I know the #YouTooWitchHunters want everyone to hate and scorn even the falsely accused, exonerated Black man while demanding we support and, over a butt-load of incontrovertible evidence and witness testimonies, blindly believe the "victims." After all, most of these butt-hurt and marginalized marauders on their mission from the goddess Gia are themselves legitimate victims of real fiends who never saw the light of day in court. While I empathize with their legitimate rage, and earnestly support them in their pursuit of real overdue justice, I am never going to accept the accusations of every plaintiff as the Gospel truth without any scrutiny of their claim. After all, it's not as if America hasn't buried millions of dead Black men on little more than the lies of some white woman caught with her dress up and her panties falling off her left ankle.
Sometimes, folks, we've just got to admit game when we see women playing way too much, call that bogus crap out for exactly what it is, and hard check each other out of nothing but love and concern for potential victims about to be hurt and damaged, and the men we are compromising. The truth is that many of these believed "victims" are only victims of their own pride, arrogance, covetousness, avarice, stupidity, and these trifling ill-advised, fecklessly executed, abysmally failed schemes to get over and grab a bag. These 'victims' stay mad at some man, always wallowing in that cesspool of humiliation where they played themselves so outrageously in public with everyone watching. Regretting the consequences of your own foolery in NO WISE changes the truth or the circumstances of the idiocy that preceded your clumsy tumble into ignoble disgrace.
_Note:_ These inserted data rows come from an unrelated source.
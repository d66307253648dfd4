//! Consent-aware storage facade.
//!
//! The facade producers and the uploader share. Writes route to the
//! orchestrator for the active consent state; reads always come from the
//! granted directory, since that is the only uploadable data. Each read
//! leases exactly one batch via a [`BatchId`] that must be confirmed back;
//! an unconfirmed lease never deletes anything, which is what makes delivery
//! at-least-once across crashes.

use std::collections::HashSet;
use std::fs;
use std::path::{Path, PathBuf};
use std::sync::Arc;

use bq_common::{BatchId, Clock, ConsentState};
use tracing::{debug, info, warn};

use crate::config::FilePersistenceConfig;
use crate::file;
use crate::migration::{resolve_migration, ConsentDirLayout, MigrationStrategy};
use crate::orchestrator::BatchFileOrchestrator;

/// One batch checked out for upload.
///
/// `data` is the raw byte sequence of the batch file: items in write order,
/// joined by the configured separator. Structural decoration (e.g. array
/// brackets) is the uploader's concern and is never stored.
#[derive(Debug)]
pub struct ReadBatch {
    pub id: BatchId,
    pub data: Vec<u8>,
    pub metadata: Option<Vec<u8>>,
}

/// One batch handed to the shutdown flush path, outside the lease protocol.
#[derive(Debug)]
pub struct FlushableBatch {
    pub path: PathBuf,
    pub data: Vec<u8>,
    pub metadata: Option<Vec<u8>>,
}

/// Durable, consent-aware batch storage.
///
/// Single-writer discipline: all calls are expected to come from one writer
/// worker plus one non-overlapping upload task; the facade itself holds no
/// locks (callers wrap it in a mutex when sharing across threads).
pub struct BatchStorage {
    layout: ConsentDirLayout,
    pending: BatchFileOrchestrator,
    granted: BatchFileOrchestrator,
    consent: ConsentState,
    leased: HashSet<String>,
}

impl BatchStorage {
    /// Create storage rooted at `root` with the given initial consent.
    pub fn new(
        root: PathBuf,
        config: FilePersistenceConfig,
        clock: Arc<dyn Clock>,
        initial_consent: ConsentState,
    ) -> Self {
        let layout = ConsentDirLayout::new(root);
        let pending =
            BatchFileOrchestrator::new(layout.pending_dir(), config.clone(), Arc::clone(&clock));
        let granted = BatchFileOrchestrator::new(layout.granted_dir(), config, clock);
        BatchStorage {
            layout,
            pending,
            granted,
            consent: initial_consent,
            leased: HashSet::new(),
        }
    }

    /// Currently active consent state.
    pub fn consent(&self) -> ConsentState {
        self.consent
    }

    /// Append one serialized item (and optionally replace the batch's
    /// metadata sidecar). Returns whether the write landed; I/O failures are
    /// logged and reported as `false`, never propagated to the producer.
    pub fn write_batch(&mut self, item: &[u8], metadata: Option<&[u8]>) -> bool {
        let orchestrator = match self.consent {
            ConsentState::Pending => &mut self.pending,
            ConsentState::Granted => &mut self.granted,
            // Declined data never touches disk; dropping it is a success.
            ConsentState::NotGranted => return true,
        };

        let path = match orchestrator.get_writable_file(item.len() as u64) {
            Ok(path) => path,
            Err(e) => {
                warn!("no writable batch file: {}", e);
                return false;
            }
        };

        let separator = orchestrator.config_separator().to_vec();
        if let Err(e) = file::append_item(&path, item, &separator) {
            warn!("failed to append to batch {}: {}", path.display(), e);
            return false;
        }

        if let Some(metadata) = metadata {
            let meta_path = orchestrator.metadata_path(&path);
            if let Err(e) = write_sidecar(&meta_path, metadata) {
                // The batch itself landed; a lost sidecar degrades, not fails.
                warn!("failed to write sidecar {}: {}", meta_path.display(), e);
            }
        }
        true
    }

    /// Lease the next uploadable batch, if any.
    ///
    /// A leased batch is excluded from further reads until its [`BatchId`]
    /// is confirmed via [`BatchStorage::confirm_batch_read`].
    pub fn read_next_batch(&mut self) -> Option<ReadBatch> {
        let path = self.granted.get_readable_file(&self.leased)?;
        let data = match fs::read(&path) {
            Ok(data) => data,
            Err(e) => {
                warn!("failed to read batch {}: {}", path.display(), e);
                return None;
            }
        };

        let meta_path = self.granted.metadata_path(&path);
        let metadata = fs::read(&meta_path).ok();

        if let Some(name) = path.file_name().and_then(|n| n.to_str()) {
            self.leased.insert(name.to_string());
        }
        debug!("leased batch {}", path.display());
        Some(ReadBatch {
            id: BatchId::new(path),
            data,
            metadata,
        })
    }

    /// Confirm a leased batch, consuming its lease token.
    ///
    /// `delete` removes the batch file and its sidecar; otherwise the lease
    /// is released and the batch becomes eligible for a later read.
    pub fn confirm_batch_read(&mut self, id: BatchId, delete: bool) {
        if let Some(name) = id.file_name() {
            self.leased.remove(name);
        }
        if delete {
            debug!("deleting confirmed batch {}", id.path().display());
            file::delete_batch(self.granted.root_dir(), id.path());
        }
    }

    /// Apply a consent change, migrating quarantined data as needed.
    pub fn update_consent(&mut self, next: ConsentState) {
        let previous = self.consent;
        if previous == next {
            return;
        }
        let strategy = resolve_migration(previous, next, &self.layout);
        if !matches!(strategy, MigrationStrategy::NoOp) {
            info!("consent changed {} -> {}: migrating", previous, next);
            if let Err(e) = strategy.execute() {
                warn!("consent migration failed: {}", e);
            }
            // The pending directory moved or vanished; its cached
            // current-file slot is no longer trustworthy.
            self.pending.reset_current_file();
        }
        self.consent = next;
    }

    /// Every uploadable batch, oldest first, bypassing recency windows and
    /// lease bookkeeping. Shutdown path only.
    pub fn flushable_batches(&mut self) -> Vec<FlushableBatch> {
        self.granted
            .get_flushable_files()
            .into_iter()
            .filter_map(|path| {
                let data = fs::read(&path).ok()?;
                let metadata = fs::read(self.granted.metadata_path(&path)).ok();
                Some(FlushableBatch {
                    path,
                    data,
                    metadata,
                })
            })
            .collect()
    }

    /// Delete a batch outside the lease protocol (flush path).
    pub fn delete_batch(&mut self, path: &Path) {
        file::delete_batch(self.granted.root_dir(), path);
    }
}

fn write_sidecar(meta_path: &Path, metadata: &[u8]) -> std::io::Result<()> {
    if let Some(parent) = meta_path.parent() {
        fs::create_dir_all(parent)?;
    }
    fs::write(meta_path, metadata)
}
Face it, the only residuals of indiscriminate sex with just any and every trick with an ulterior motive are still a shameful trifling reputation, venereal disease, and/or unwanted pregnancies, replete with debilitating heartache and acute emotional distress. Eventually, life comes for us all, making our judgment the consequences of our decisions. But, tell Abigail that this too, in time and with grace, mercy and professional help, shall pass. It's a life lesson that should never be allowed to become a life sentence.